There are times when an employee may lose trust in their manager and perhaps do something they should not.
It’s fair to say that Eric in his six years working as an engineer had a fractious relationship with his previous, and current manager.
Eric, who is mixed race and was born in South Africa, was part of a group of employees that submitted a collective formal grievance against a previous manager, which alleged that he was a racist and a bully.
The manager later left the company. The rumour was that ‘it was a cover up and he was paid off’. Eric was the last remaining employee with the company from that group that submitted the grievance.
He had a number of clashes with his current manager about cigarette and lunch breaks and the time it was taking for him to complete his work.
The pair had a row when the manger pulled up Eric about the condition of the interior of his van. During the incident Eric said that the workers had had enough of the manager, but he was the only one brave enough to say it. Eric said his manager responded by saying ‘who do you think you are Nelson Mandela?’
Eric was offended, complained to HR, the advisor later said she investigated but there were no witnesses. She said she had a word with the manager about his conduct.
The HR advisor said if Eric had any future concerns or evidence to support any inappropriate behaviour he should let her know.
Eric said the day after the manager called him a snake and said ‘snitches get stitches.’ He went to the HR advisor who said as there were no witnesses there was nothing she could do.
A couple of weeks later the manager called Eric to his office to berate him again about the condition of his van. Eric secretly recorded the conversation on his phone.

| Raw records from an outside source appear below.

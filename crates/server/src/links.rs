//! Order summaries and messaging deep links.

use comanda_core::{DessertCategory, MenuData, digits_only};
use thiserror::Error;

const WHATSAPP_URL: &str = "https://wa.me/55";

#[derive(Debug, Clone, PartialEq, Eq, Error)]
pub enum LinkError {
    #[error("no items selected")]
    EmptySelection,
}

fn selected(items: &[String]) -> Result<Vec<&str>, LinkError> {
    let chosen: Vec<&str> = items
        .iter()
        .map(|i| i.trim())
        .filter(|i| !i.is_empty())
        .collect();
    if chosen.is_empty() {
        return Err(LinkError::EmptySelection);
    }
    Ok(chosen)
}

/// Message for an order placed from today's menu.
///
/// # Errors
///
/// Returns `LinkError::EmptySelection` if no item is left after trimming.
pub fn order_message(menu: &MenuData, items: &[String]) -> Result<String, LinkError> {
    let lines: Vec<String> = selected(items)?
        .into_iter()
        .map(|item| format!("✅ {item}"))
        .collect();

    Ok(format!(
        "*PEDIDO - {}*\n*{}*\n\n*Itens do Pedido:*\n{}\n\n*Total: {}*",
        menu.restaurant_name,
        menu.title,
        lines.join("\n"),
        menu.price.display()
    ))
}

/// Message for a dessert order.
///
/// # Errors
///
/// Returns `LinkError::EmptySelection` if no item is left after trimming.
pub fn dessert_message(items: &[String]) -> Result<String, LinkError> {
    let lines: Vec<String> = selected(items)?
        .into_iter()
        .map(|item| format!("🍰 {item}"))
        .collect();
    Ok(format!("*PEDIDO DE SOBREMESA*\n\n{}", lines.join("\n")))
}

/// Order lines for `(category, item)` index pairs, as `"Bolos: Brigadeiro"`.
/// Out-of-range pairs and blank items are skipped.
#[must_use]
pub fn dessert_selection(categories: &[DessertCategory], picks: &[(usize, usize)]) -> Vec<String> {
    picks
        .iter()
        .filter_map(|&(c, i)| {
            let category = categories.get(c)?;
            let item = category.items.get(i)?;
            (!item.trim().is_empty()).then(|| category.order_line(item))
        })
        .collect()
}

/// Shareable text of the full menu.
#[must_use]
pub fn share_text(menu: &MenuData) -> String {
    let items: Vec<String> = menu.items.iter().map(|item| format!("• {item}")).collect();
    // Phone is stored with the area code; the share text prints it separately
    let local_number = menu.phone.get(2..).unwrap_or_default();

    format!(
        "*{} - {}*\n\n{}\n\nValor: {}\nPeça agora: 62 {local_number}",
        menu.restaurant_name,
        menu.title,
        items.join("\n"),
        menu.price.display()
    )
}

/// Messaging deep link to a Brazilian number.
#[must_use]
pub fn whatsapp_link(phone: &str, message: &str) -> String {
    format!(
        "{WHATSAPP_URL}{}?text={}",
        digits_only(phone),
        urlencoding::encode(message)
    )
}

The recording captured the manager saying that Eric and an Asian colleague may keep messy vehicles where they come from but in England it’s not acceptable. He also directed abusive language at Eric and called him ‘Nelson’.
Eric went straight to HR with recording and played it. He was told to wait in the office while it was looked into.
Eric was then informed that he was suspended from work for breaching company policy that prohibits the recording of meetings and for an invasion of his manager’s privacy.
The HR advisor told Eric he would have to delete the recording, but he did not do so. She said they would have to carry out a disciplinary investigation and Eric would be invited to an investigation meeting.
Eric attended an investigation meeting, admitted what he did and insisted that as it exposed the manager behaving in an inappropriate way with clearly racist undertones he was justified in his actions.
The company said it would deal with the manager separately. Eric said he was told his actions were serious and he should think about resigning before the disciplinary hearing.
The hearing was scheduled, postponed and rearranged a number of times at Eric’s request. At the fourth time of asking the company said it would go ahead in Eric’s absence if he did not attend.
Eric contacted the Castle Associates employee support centre just two days before the meeting was due to take place. Our representative took on the case and attended the disciplinary hearing with Eric.
Prior to the hearing Eric made it clear he wanted to leave the company. At the start of the disciplinary hearing our representative initiated a without prejudice conversation. There followed a conversation about the merits of the case.
The initial settlement agreement proposed by our representative on behalf of Eric was rejected, and a counter offer was made by the company. There followed some further negotiation after which it was agreed Eric could leave and he would be paid a tax free lump sum, paid his notice period and for his outstanding holidays and be given a reference if one was requested.
The following week Eric signed the agreement. He got a new job a short time later.